Speranze tradite
Al centro della vicenda di Là-Bas c’è la strage d’immigrati compiuta nel 2008 a Castelvolturno dai casalesi.
Sei persone di colore (oltre a un pregiudicato casalese) furono freddate all’interno di una sartoria portando per un attimo all’attenzione dei media l’orrore xenofobo camorristico e la morsa che ha sugli affari del territorio.
Yossuf, giovane appena arrivato in Italia, è il personaggio attorno cui ruota tutta la storia, prelevato dalla stazione da un altro ragazzo nigeriano, verrà successivamente iniziato alla vita criminale dallo zio, importante trafficante di droga, che gli mostra l’unica via possibile per sfuggire alla miseria che ogni immigrato è costretto a vivere non appena sbarcato.
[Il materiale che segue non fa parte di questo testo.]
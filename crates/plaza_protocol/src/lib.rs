/*
 * SPDX-FileCopyrightText: 2026 RedHunt07 - FEDI3 Project
 * SPDX-License-Identifier: AGPL-3.0-only
 */

//! JSON records exchanged on the `sns.v1` RPC surface.
//!
//! Timestamps travel as RFC 3339 strings with nanosecond precision and
//! cursors as opaque tokens; neither is interpreted on this side.

use serde::{Deserialize, Serialize};

#[derive(Debug, Serialize, Deserialize, Clone, Default, PartialEq, Eq)]
pub struct Cursor {
    #[serde(default)]
    pub token: String,
}

#[derive(Debug, Serialize, Deserialize, Clone)]
pub struct RpcError {
    pub code: String,
    pub message: String,
}

// TenantService

#[derive(Debug, Serialize, Deserialize, Clone, Default)]
#[serde(rename_all = "camelCase")]
pub struct ResolveTenantRequest {
    #[serde(default)]
    pub host: String,
}

#[derive(Debug, Serialize, Deserialize, Clone)]
#[serde(rename_all = "camelCase")]
pub struct ResolveTenantResponse {
    pub tenant_id: u64,
    pub slug: String,
}

#[derive(Debug, Serialize, Deserialize, Clone, Default)]
pub struct GetMeRequest {}

#[derive(Debug, Serialize, Deserialize, Clone)]
#[serde(rename_all = "camelCase")]
pub struct TenantMembership {
    pub tenant_id: u64,
    pub tenant_slug: String,
    pub role: String,
}

#[derive(Debug, Serialize, Deserialize, Clone)]
#[serde(rename_all = "camelCase")]
pub struct GetMeResponse {
    pub user_id: u64,
    pub display_name: String,
    pub memberships: Vec<TenantMembership>,
}

// TimelineService

#[derive(Debug, Serialize, Deserialize, Clone)]
#[serde(rename_all = "camelCase")]
pub struct Post {
    pub id: u64,
    pub author_user_id: u64,
    pub body: String,
    pub created_at: String,
    #[serde(default)]
    pub liked_by_me: bool,
    #[serde(default)]
    pub like_count: u32,
    #[serde(default)]
    pub comment_count: u32,
}

#[derive(Debug, Serialize, Deserialize, Clone)]
#[serde(rename_all = "camelCase")]
pub struct Comment {
    pub id: u64,
    pub post_id: u64,
    pub author_user_id: u64,
    pub body: String,
    pub created_at: String,
}

#[derive(Debug, Serialize, Deserialize, Clone, Default)]
pub struct ListFeedRequest {
    #[serde(default)]
    pub cursor: Option<Cursor>,
}

#[derive(Debug, Serialize, Deserialize, Clone)]
pub struct ListFeedResponse {
    pub items: Vec<Post>,
    #[serde(skip_serializing_if = "Option::is_none")]
    pub next: Option<Cursor>,
}

#[derive(Debug, Serialize, Deserialize, Clone, Default)]
pub struct CreatePostRequest {
    #[serde(default)]
    pub body: String,
}

#[derive(Debug, Serialize, Deserialize, Clone)]
pub struct CreatePostResponse {
    pub post: Post,
}

#[derive(Debug, Serialize, Deserialize, Clone, Default)]
#[serde(rename_all = "camelCase")]
pub struct ListCommentsRequest {
    #[serde(default)]
    pub post_id: u64,
    #[serde(default)]
    pub cursor: Option<Cursor>,
}

#[derive(Debug, Serialize, Deserialize, Clone)]
pub struct ListCommentsResponse {
    pub items: Vec<Comment>,
    #[serde(skip_serializing_if = "Option::is_none")]
    pub next: Option<Cursor>,
}

#[derive(Debug, Serialize, Deserialize, Clone, Default)]
#[serde(rename_all = "camelCase")]
pub struct CreateCommentRequest {
    #[serde(default)]
    pub post_id: u64,
    #[serde(default)]
    pub body: String,
}

#[derive(Debug, Serialize, Deserialize, Clone)]
pub struct CreateCommentResponse {
    pub comment: Comment,
}

// ReactionService

#[derive(Debug, Serialize, Deserialize, Clone, Copy, PartialEq, Eq, Default)]
#[serde(rename_all = "SCREAMING_SNAKE_CASE")]
pub enum TargetType {
    #[default]
    Unspecified,
    Post,
    Comment,
}

#[derive(Debug, Serialize, Deserialize, Clone, Default)]
#[serde(rename_all = "camelCase")]
pub struct ToggleReactionRequest {
    #[serde(default)]
    pub target_type: TargetType,
    #[serde(default)]
    pub target_id: u64,
    #[serde(default, rename = "type")]
    pub reaction_type: String,
}

#[derive(Debug, Serialize, Deserialize, Clone)]
pub struct ToggleReactionResponse {
    pub active: bool,
    pub total: u32,
}

// DMService

#[derive(Debug, Serialize, Deserialize, Clone)]
#[serde(rename_all = "camelCase")]
pub struct Conversation {
    pub id: u64,
    pub created_at: String,
    pub member_user_ids: Vec<u64>,
}

#[derive(Debug, Serialize, Deserialize, Clone)]
#[serde(rename_all = "camelCase")]
pub struct Message {
    pub id: u64,
    pub conversation_id: u64,
    pub sender_user_id: u64,
    pub body: String,
    pub created_at: String,
}

#[derive(Debug, Serialize, Deserialize, Clone, Default)]
#[serde(rename_all = "camelCase")]
pub struct GetOrCreateDmRequest {
    #[serde(default)]
    pub other_user_id: u64,
}

#[derive(Debug, Serialize, Deserialize, Clone)]
#[serde(rename_all = "camelCase")]
pub struct GetOrCreateDmResponse {
    pub conversation_id: u64,
}

#[derive(Debug, Serialize, Deserialize, Clone, Default)]
pub struct ListConversationsRequest {
    #[serde(default)]
    pub cursor: Option<Cursor>,
}

#[derive(Debug, Serialize, Deserialize, Clone)]
pub struct ListConversationsResponse {
    pub items: Vec<Conversation>,
    #[serde(skip_serializing_if = "Option::is_none")]
    pub next: Option<Cursor>,
}

#[derive(Debug, Serialize, Deserialize, Clone, Default)]
#[serde(rename_all = "camelCase")]
pub struct ListMessagesRequest {
    #[serde(default)]
    pub conversation_id: u64,
    #[serde(default)]
    pub cursor: Option<Cursor>,
}

#[derive(Debug, Serialize, Deserialize, Clone)]
pub struct ListMessagesResponse {
    pub items: Vec<Message>,
    #[serde(skip_serializing_if = "Option::is_none")]
    pub next: Option<Cursor>,
}

#[derive(Debug, Serialize, Deserialize, Clone, Default)]
#[serde(rename_all = "camelCase")]
pub struct SendMessageRequest {
    #[serde(default)]
    pub conversation_id: u64,
    #[serde(default)]
    pub body: String,
}

#[derive(Debug, Serialize, Deserialize, Clone)]
pub struct SendMessageResponse {
    pub message: Message,
}

#[cfg(test)]
mod tests {
    use super::*;

    #[test]
    fn missing_cursor_deserializes_as_first_page() {
        let req: ListCommentsRequest = serde_json::from_str(r#"{"postId":7}"#).unwrap();
        assert_eq!(req.post_id, 7);
        assert!(req.cursor.is_none());
    }

    #[test]
    fn next_cursor_is_omitted_at_end_of_stream() {
        let resp = ListFeedResponse { items: vec![], next: None };
        let json = serde_json::to_string(&resp).unwrap();
        assert_eq!(json, r#"{"items":[]}"#);
    }

    #[test]
    fn target_type_uses_enum_names() {
        let req: ToggleReactionRequest =
            serde_json::from_str(r#"{"targetType":"COMMENT","targetId":3,"type":"like"}"#).unwrap();
        assert_eq!(req.target_type, TargetType::Comment);
        assert_eq!(req.reaction_type, "like");
    }
}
Ciò che colpisce della pellicola è come per il protagonista tutto avvenga senza una possibilità di uscire dal contesto; l’assenza di volontà del personaggio nel ribellarsi ad una vita criminale, dal quale egli stesso inorridisce, non è data da una sua debole personalità, ma al contrario è decisa non solo dall’impossibilità di scegliere un’alternativa ma prima ancora di pensarla. Anche gli spettatori, come il protagonista, sono impossibilitati ad immaginare un’esistenza differente, il mondo sociale che vediamo è l’unico possibile, e ciò è dato dalla perenne vicinanza della macchina da presa nei confronti dei personaggi che riempiono lo schermo con i loro corpi, così da non permettere mai allo spettatore di distogliere lo sguardo dai drammi umani che li accingono, e lasciando solo piccoli scampoli d’immagine per lo spazio che li circonda (i campi sono rari ma bilanciati dal gran impatto ed equilibrio fotografico). Là-Bas lavora sulle texture delle superfici allo stesso modo di Gomorra, i piccoli squarci di muro, pareti e strade sono il simbolo di un disordine e disperazione sociale, rovine di un mondo che esiste solo nelle speranze di chi qui arriva per sfuggire dalla fame ma che invece si ritrova solamente a ricoprire il ruolo d’ingranaggio all’interno del meccanismo capitalistico che è alla base della mentalità camorristica del territorio. Le multinazionali, quindi, ci appaiono così con il loro vero aspetto, non più simboli del benessere a portata di tutti, ma semplici segni di una tristezza esistenziale impossibile da sfuggire o da combattere (la scatola di scarpe Nike usata per spacciare è il corrispettivo inorganico dei corpi dei clandestini adoperati per trasportare ovuli ripieni di droga).
Guido Lombardi firma così la sua opera prima in maniera decisa e coraggiosa, mostrando anche una non indifferente abilità nel costruire sequenze di buon impatto scenico e ritmico; qualche scelta infelice può esser trovata a livello visivo e nei dialoghi.
Lombardi mostra di guardare a due dei maggiori autori dell’ultima generazione italiana (Garrone e Sorrentino), senza per questo rendere il suo lavoro spersonalizzato, al contrario rivela un coraggio difficile da trovare in altre opere prime italiane.